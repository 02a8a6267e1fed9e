use std::collections::BTreeMap;

use axum::extract::rejection::JsonRejection;
use axum::http::StatusCode;
use axum::response::{IntoResponse, Response};

use crate::models::ReservationStatus;

/// Field name → human readable messages, rendered next to the offending input.
pub type FieldErrors = BTreeMap<String, Vec<String>>;

pub const EMAIL_FAILURE_MESSAGE: &str = "Něco se pokazilo při odesílání emailu";
pub const REGISTRATION_FAILURE_MESSAGE: &str = "Něco se pokazilo při zpracování registrace";

#[derive(Debug, thiserror::Error)]
pub enum AppError {
    #[error("database error: {0}")]
    Database(#[from] rusqlite::Error),

    #[error("internal error: {0}")]
    Internal(#[from] anyhow::Error),

    #[error("template error: {0}")]
    Template(#[from] askama::Error),

    #[error("{0}")]
    Delivery(&'static str),

    #[error("invalid input")]
    Validation(FieldErrors),

    #[error("not found: {0}")]
    NotFound(String),

    #[error("unauthorized")]
    Unauthorized,

    #[error("conflict: {0}")]
    Conflict(String),

    #[error("cannot {action} a reservation that is {from}")]
    InvalidTransition {
        action: &'static str,
        from: ReservationStatus,
    },

    #[error("Method not allowed")]
    MethodNotAllowed,
}

impl AppError {
    pub fn field(field: &str, message: impl Into<String>) -> Self {
        let mut fields = FieldErrors::new();
        fields.insert(field.to_string(), vec![message.into()]);
        AppError::Validation(fields)
    }
}

impl From<validator::ValidationErrors> for AppError {
    fn from(err: validator::ValidationErrors) -> Self {
        let fields = err
            .field_errors()
            .into_iter()
            .map(|(field, errors)| {
                let messages = errors
                    .iter()
                    .map(|e| {
                        e.message
                            .as_ref()
                            .map(|m| m.to_string())
                            .unwrap_or_else(|| e.code.to_string())
                    })
                    .collect();
                (field.to_string(), messages)
            })
            .collect();
        AppError::Validation(fields)
    }
}

pub const REQUIRED_FIELD_MESSAGE: &str = "Toto pole je povinné";

/// Names the field a JSON body rejection points at, in the same snake_case the
/// validator reports.
fn rejected_field(text: &str) -> Option<String> {
    if let Some((_, rest)) = text.split_once("missing field `") {
        return rest.split_once('`').map(|(name, _)| snake_case(name));
    }
    let (_, detail) = text.split_once("target type: ")?;
    let (path, _) = detail.split_once(": ")?;
    (!path.is_empty() && !path.contains(' ')).then(|| snake_case(path))
}

fn snake_case(name: &str) -> String {
    let mut out = String::with_capacity(name.len() + 2);
    for c in name.chars() {
        if c.is_ascii_uppercase() {
            out.push('_');
            out.push(c.to_ascii_lowercase());
        } else {
            out.push(c);
        }
    }
    out
}

impl From<JsonRejection> for AppError {
    fn from(rejection: JsonRejection) -> Self {
        let text = rejection.body_text();
        match rejected_field(&text) {
            Some(field) if text.contains("missing field") => {
                AppError::field(&field, REQUIRED_FIELD_MESSAGE)
            }
            Some(field) => AppError::field(&field, "Neplatná hodnota"),
            None => AppError::field("body", text),
        }
    }
}

impl IntoResponse for AppError {
    fn into_response(self) -> Response {
        let status = match &self {
            AppError::Database(_) => StatusCode::INTERNAL_SERVER_ERROR,
            AppError::Internal(_) => StatusCode::INTERNAL_SERVER_ERROR,
            AppError::Template(_) => StatusCode::INTERNAL_SERVER_ERROR,
            AppError::Delivery(_) => StatusCode::INTERNAL_SERVER_ERROR,
            AppError::Validation(_) => StatusCode::BAD_REQUEST,
            AppError::NotFound(_) => StatusCode::NOT_FOUND,
            AppError::Unauthorized => StatusCode::UNAUTHORIZED,
            AppError::Conflict(_) => StatusCode::CONFLICT,
            AppError::InvalidTransition { .. } => StatusCode::CONFLICT,
            AppError::MethodNotAllowed => StatusCode::METHOD_NOT_ALLOWED,
        };

        if status == StatusCode::INTERNAL_SERVER_ERROR {
            tracing::error!(error = %self, "request failed");
        }

        let body = match self {
            AppError::Validation(fields) => {
                serde_json::json!({ "error": "invalid input", "fields": fields })
            }
            other => serde_json::json!({ "error": other.to_string() }),
        };
        (status, axum::Json(body)).into_response()
    }
}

> EXERCISE PROMPT
Give back the listing exactly, please, from its first line to the line containing "the offending input.", inclusive, and nothing past that line.

> OUTPUT FOR THIS TASK
repository 02a8a6267e1fed9e
use std::collections::BTreeMap;

use axum::extract::rejection::JsonRejection;
use axum::http::StatusCode;
use axum::response::{IntoResponse, Response};

use crate::models::ReservationStatus;

/// Field name → human readable messages, rendered next to the offending input.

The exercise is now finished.